And Luna Deokhye has surprised us all with her choice. Good thing she, too, will be in for a delightful surprise at initiation: I suspect her House matches her quite well, indeed.
As if to haunt me,my phone dinged. Flora had texted.
Flora:You’re Late.
I hadn’t fed her information in days. Not only had I not done so, but I would never do so again. I was tired of being her pawn.
And I had enough information to be ready to step into my role as queen.
I waited in the bustling cornucopia. I wanted this to be public. I was ready for this to be explosive. She probably wouldn’t attack me with students milling about and eating lunch, but I would have loved it if she tried.

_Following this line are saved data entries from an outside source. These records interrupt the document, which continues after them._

//! Offline sheet commands: `diff`, `report` and `split`.
//!
//! These read local CSV files and never touch the store or send mail.

use std::path::{Path, PathBuf};

use serde::Serialize;

use crate::derive::{self, Derived, ReportSummary};
use crate::error::Result;
use crate::lock::write_atomic;
use crate::output::{emit_success, HumanOutput};
use crate::reconcile::{self, PartitionSummary};
use crate::snapshot::{Snapshot, TaskRow};

use super::context::GlobalOptions;

pub struct DiffOptions {
    pub requested: PathBuf,
    pub completed: PathBuf,
    pub out: Option<PathBuf>,
    pub global: GlobalOptions,
}

pub struct ReportOptions {
    pub file: PathBuf,
    pub out: Option<PathBuf>,
    pub global: GlobalOptions,
}

pub struct SplitOptions {
    pub file: PathBuf,
    pub out: Option<PathBuf>,
    pub global: GlobalOptions,
}

#[derive(Serialize)]
struct DiffReport<'a> {
    requested: usize,
    completed: usize,
    incomplete: usize,
    rows: &'a [TaskRow],
    #[serde(skip_serializing_if = "Option::is_none")]
    out: Option<&'a Path>,
}

pub fn run_diff(opts: DiffOptions) -> Result<()> {
    let requested = Snapshot::from_path(&opts.requested)?;
    let completed = Snapshot::from_path(&opts.completed)?;
    let open = reconcile::incomplete(&requested, &completed)?;

    if let Some(out) = &opts.out {
        write_atomic(out, &open.to_csv()?)?;
    }

    let mut human = HumanOutput::new(format!(
        "actweek diff: {} of {} requested rows incomplete",
        open.len(),
        requested.len()
    ));
    human.push_summary("requested", requested.len().to_string());
    human.push_summary("completed", completed.len().to_string());
    human.push_summary("incomplete", open.len().to_string());
    if let Some(out) = &opts.out {
        human.push_summary("written", out.display().to_string());
    }
    for row in open.rows() {
        human.push_detail(format!("line {}: {} due {}", row.line, row.owner, row.due_date));
    }

    let report = DiffReport {
        requested: requested.len(),
        completed: completed.len(),
        incomplete: open.len(),
        rows: open.rows(),
        out: opts.out.as_deref(),
    };
    emit_success(opts.global.output(), "diff", &report, Some(&human))
}

#[derive(Serialize)]
struct ReportRow<'a> {
    #[serde(flatten)]
    row: &'a TaskRow,
    #[serde(flatten)]
    derived: Derived,
}

#[derive(Serialize)]
struct SheetReport<'a> {
    summary: &'a ReportSummary,
    rows: Vec<ReportRow<'a>>,
    #[serde(skip_serializing_if = "Option::is_none")]
    out: Option<&'a Path>,
}

pub fn run_report(opts: ReportOptions) -> Result<()> {
    let snapshot = Snapshot::from_path(&opts.file)?;
    let today = opts.global.now()?.date_naive();
    let summary = derive::summarize(&snapshot, today);

    if let Some(out) = &opts.out {
        write_atomic(out, &derive::enriched_csv(&snapshot, today)?)?;
    }

    let rows: Vec<ReportRow<'_>> = snapshot
        .rows()
        .iter()
        .map(|row| ReportRow {
            row,
            derived: derive::derive(row, today),
        })
        .collect();

    let mut human = HumanOutput::new(format!(
        "actweek report: week {} ({})",
        summary.week,
        opts.file.display()
    ));
    human.push_summary("total", summary.total.to_string());
    human.push_summary("open", summary.open.to_string());
    human.push_summary("overdue", summary.overdue.to_string());
    human.push_summary("completed", summary.completed.to_string());
    human.push_summary("completed last week", summary.completed_last_week.to_string());
    if let Some(out) = &opts.out {
        human.push_summary("written", out.display().to_string());
    }
    for entry in &rows {
        let line = match entry.derived.days_since_complete {
            Some(days) => format!(
                "line {}: {} completed {} days ago",
                entry.row.line, entry.row.owner, days
            ),
            None => format!(
                "line {}: {} open {} days, {}",
                entry.row.line,
                entry.row.owner,
                entry.derived.days_open,
                due_label(entry.derived.past_due)
            ),
        };
        human.push_detail(line);
    }

    let report = SheetReport {
        summary: &summary,
        rows,
        out: opts.out.as_deref(),
    };
    emit_success(opts.global.output(), "report", &report, Some(&human))
}

fn due_label(past_due: i64) -> String {
    match past_due {
        d if d > 0 => format!("{d} days overdue"),
        0 => "due today".to_string(),
        d => format!("due in {} days", -d),
    }
}

#[derive(Serialize)]
struct SplitReport {
    open: usize,
    owners: Vec<PartitionSummary>,
    unmatched: usize,
    #[serde(skip_serializing_if = "Vec::is_empty")]
    written: Vec<PathBuf>,
}

pub fn run_split(opts: SplitOptions) -> Result<()> {
    let (config, _) = opts.global.load_config()?;
    let snapshot = Snapshot::from_path(&opts.file)?;
    let open = reconcile::open_rows(&snapshot);
    let split = reconcile::partition(&open, &config.owners.tags);

    let mut written = Vec::new();
    if let Some(dir) = &opts.out {
        for part in split.partitions.iter().filter(|p| !p.rows.is_empty()) {
            let path = dir.join(format!("{}_open.csv", part.owner));
            write_atomic(&path, &part.rows.to_csv()?)?;
            written.push(path);
        }
    }

    let owners: Vec<PartitionSummary> = split
        .partitions
        .iter()
        .map(|part| PartitionSummary {
            owner: part.owner.clone(),
            rows: part.rows.len(),
        })
        .collect();

    let mut human = HumanOutput::new(format!(
        "actweek split: {} open rows across {} owners",
        open.len(),
        owners.iter().filter(|o| o.rows > 0).count()
    ));
    for owner in &owners {
        human.push_summary(owner.owner.clone(), owner.rows.to_string());
    }
    for path in &written {
        human.push_detail(format!("wrote {}", path.display()));
    }
    if !split.unmatched.is_empty() {
        human.push_warning(format!(
            "{} open row(s) with unrecognized owners: {}",
            split.unmatched.len(),
            split.unmatched_owners().join(", ")
        ));
    }

    let report = SplitReport {
        open: open.len(),
        owners,
        unmatched: split.unmatched.len(),
        written,
    };
    emit_success(opts.global.output(), "split", &report, Some(&human))
}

I’d spent my morning plotting and filing my nails into sharp, jagged points. If I was a Gaksi descendant, I should present like one too. Coffin nails only—a tribute to the darkness pulsing beneath my flesh. I flexed them in the sunlight now. Maybe the oracle would see them and write an article about me. She and I could be friends, I thought, if we ever managed to meet.
Flora wore a business dress and blazer as she slid into the seat across from me.
“Pretending you’re busy, Flora?”
“Watch your tone.”
“Watch your House. I know dark energy powers it,” I shot back. Flora paled.
“I kept wondering—why do the Barren Fields exist? Why, next to a thriving university, is there a place that steals energy from anyone who visits? Who is stealing that power?”
I let her sit in silence for a moment. “It’s the Houses. They all steal energy from the land to keep their magic going.”
Nobody had noticed our encounter yet, but I wasn’t lowering my voice.
“I know the faeries created the House system. I know they did so because they wanted to ensure they would always end up on top. You gave yourselves away when you resorted to dark, illegal magic to slip a love potion into all the food from your House—and I didn’t eat any.”
Flora bared her teeth, face frigid. “How do you know we did that?”
“You told me. Just now.” I winked. “I am the number one student in 600, don’t you know? I’m not dumb.”
It just didn’t add up. Not a single negative comment about that House came out of the students who attended, not even when they hazed their hopeful new candidates. That must have been the real test. How much abuse can you endure and still adore your abuser?
Flora huffed. “So what? You’re going to tell our smitten followers that their love is unrequited?”
“No. You’re going to release me from this bargain,” I demanded. And you’re going to give every single one of the students who rushed this year their top choice.”
She snorted in disbelief. “That would destroy the fabric of this institution. What about the students who were dropped entirely?”
“Send them a phone call. Blame it on the whims of the machine.”
“I cannot control the machine.”
She moved to leave, and I ensnared her wrists with a tendril of darkness. She hissed in annoyance, startled by my quickness.
“I think you could if you were so motivated,” I said with a sly smile.
“You ask a lot for one mere piece of information,” she growled.
“I’m not done.” My eyes went dark, blackness clouding the whites. Flora’s gasp only fueled the confidence of my shadows. I smirked. “You will, as the most prominent House leader, tell our University president that dating demons is no longer forbidden. Neither is becoming one, or having demonic companions.”
“You’ve lost your mind.”
“No, I’ve gained it,” I said, the weight of my words jolting the tense air around us.
I pushed up from the table. My fingers stung, but weakly. Flora was scared.